The day had actually been interesting, but it was work and I was ready for a beer. Not knowing of any real—or even feigned—Irish pubs in the area, I stopped into Brews. I like the place and it was on the way home . . . not that I really needed an excuse.
The joint was jumping. How much was due to normal Friday night tipplers and how much to those who used this once religious holiday to justify having a few, I don’t know.
Chelsea and Brie welcomed me and seemed to like the fact that I was wearing a tie—an Irish tie, actually—and a jacket. This is not my normal practice anymore but even on a Friday night it may have set me apart—at least a little—from the rest of the crowd.
Brews Taphouse and Growler Fills caters to the craft beer aficionado. They pour from about 40 taps and the selections change frequently. I hoped that they might have brought in a Guinness keg for this occasion, but that was not the case.

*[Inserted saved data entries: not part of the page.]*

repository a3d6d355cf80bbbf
pub mod json;
pub mod text;
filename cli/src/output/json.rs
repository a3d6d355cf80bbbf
use codesim::SimilarityReport;
use serde_json::json;
use std::io::{self, Write};

pub fn write_compare_report<W: Write>(
    writer: &mut W,
    report: &SimilarityReport,
    path_a: &str,
    path_b: &str,
) -> io::Result<()> {
    let value = json!({
        "a": path_a,
        "b": path_b,
        "similarity": report.similarity,
        "matched_weight": report.matched_weight,
        "weight_a": report.weight_a,
        "weight_b": report.weight_b,
    });
    serde_json::to_writer_pretty(&mut *writer, &value)?;
    writeln!(writer)
}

They did have Dogfish Head World Wide Stout, an “Imperial Stout” at 18% alcohol, but it was from Delaware, not Dublin. I passed.
I quenched my thirst on a pint of something milder. When nearly finished with my Kölsch, I began to contemplate my next move. The monster stout from Dogfish Head was intriguing, but at that alcohol content I wanted to be sure that I didn’t invite the staff to “overserve” me. More than one Irishman has told me that you can’t really get drunk on Guinness Stout. Well, you can, but at just a little more than 4% alcohol for the draft version, it takes a determined effort.
It can be done though.
On my first trip to Ireland a visit to the Guinness Brewery seemed mandatory. Normally, visitors were given a tour of the facilities followed by a couple of small ones at an in-house pub. It was December of 1973, not high season for tourism. In fact, I seemed to be the only visitor that day. It was explained that the brewery was undergoing some remodeling and that the tour was off, but the alternative was that they would show me a movie about how Guinness was brewed. I suspected that security concerns could also be at issue, more than just the brewery remodeling, but didn’t bring this up in conversation (This was a time of tension in Ireland with the IRA, paramilitary groups holding a very different point of view, and the British Army in various kinds of armed conflict north of the Ulster border.).
In any case, I sat through the film, then was shown to where they’d be pleased to pour me a small glass or two. As I remember, the place looked very much like a pub—though a very empty one. They poured me one, which I sipped in quiet contemplation. Eventually the barman, having recognized my American accent, confirmed that I was from the U.S.
What brings you to Ireland, he asked? Looking up your ancestors?
Well, no, I said, although with Clarkes and Fitzpatricks in my lineage, I might do that one day.
After polishing a few glasses, he continued.
Oh, maybe you’re here for fishing, then?
No. But I liked to fish when I was younger, I told him.
Genealogy and fishing must be popular reasons for visiting Ireland, I thought. A few more moments passed before his curiosity had to be satisfied.
Well, why are you here, lad?
I’m delivering a few Christmas packages to the family of a friend who moved to California to attend college, I replied. That, and I wanted to experience some Rugby and hoped to see my favorite player in action.
Apparently, that was an unusual response and the man on the other side of the bar had to know more.
Now who would that player be, he asked?
Well, the great second row from Ballymena, I replied. Willie John McBride.
“Jaysus, Mary and Joseph,” I hear as he grabs my half-empty glass from my hand.
Had I done something wrong? Was the publican cutting me off?
Apparently not. Turned out the fellow who poured stout on this afternoon was not only a Rugby fan, but he, too, was also a huge appreciator of the greatest Irish forward of the era. He had to top off my glass. Over the next two or three hours I wasn’t ever able to completely drain it. We had a great afternoon. I think my friend joined me in analyzing the stout, as well as in talking Rugby. The Guinness pub closes at end of business day. Waving goodbye to my new-found friend, I realized I had no idea how to get back to my hotel. It didn’t matter. I was quite happy. Maybe even a little drunk.
Brews is prudent enough to make four-ounce glasses of their beers available to the cautious, especially for beers pushing 20% alcohol. Yes, that was the compromise for me. I had another 14 miles to drive, but that small portion wouldn’t put me in harm’s way. Candon, the bar manager, poured me the Dogfish Head version of this dark and potent brew. It wasn’t the classic of all stouts that I was looking for, but it was excellent--lots of personality and deep chocolatey flavor with an obvious high-test punch (though without unnecessary heat that too often mars high-alcohol wines and beers). It was still stout, but a completely different interpretation of this style of beer.